### Directions:
Find and copy each line of the records where the string "location" shows up.

### Source information:
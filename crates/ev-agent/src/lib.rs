//! `ev-agent`: commuting EV agents and their activity state machine.
//!
//! # Crate layout
//!
//! | Module        | Contents                                                      |
//! |---------------|---------------------------------------------------------------|
//! | [`car`]       | `Car`: spec plus mutable charge and recharged-energy meter    |
//! | [`location`]  | `Place`, `Location` (`home`, `work`, `from|to=NNN`)           |
//! | [`state`]     | `State` run protocol, `Activity`, `Status`, `StateEnv`        |
//! | [`drive`]     | `Drive`: distance/charge accounting for one trip              |
//! | [`history`]   | `History<T>` bounded ring buffer                              |
//! | [`context`]   | `SimContext`: shared read-only inputs                         |
//! | [`agent`]     | `Agent`: run loop, transition policy, schedule correction     |
//! | [`error`]     | `AgentError`, `AgentResult<T>`                                |
//!
//! # Energy model
//!
//! | Activity  | Charge change per run of `t` hours                                |
//! |-----------|--------------------------------------------------------------|
//! | Idle      | `− idle_discharge × t`, floored at 0                          |
//! | Drive     | `− km / full_range × 100`; km limited by speed, charge, trip |
//! | Recharge  | `+ t / full_recharge × 100`, capped at 100                    |

pub mod agent;
pub mod car;
pub mod context;
pub mod drive;
pub mod error;
pub mod history;
pub mod location;
pub mod state;

#[cfg(test)]
mod tests;

pub use agent::{Agent, AgentLog, AgentParams};
pub use car::Car;
pub use context::SimContext;
pub use drive::{Drive, DriveLog};
pub use error::{AgentError, AgentResult};
pub use history::History;
pub use location::{Location, Place};
pub use state::{Activity, ActivityKind, State, StateEnv, StateLog, Status};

### Result of the exercise:
//! | [`location`]  | `Place`, `Location` (`home`, `work`, `from|to=NNN`)           |
pub mod location;
pub use location::{Location, Place};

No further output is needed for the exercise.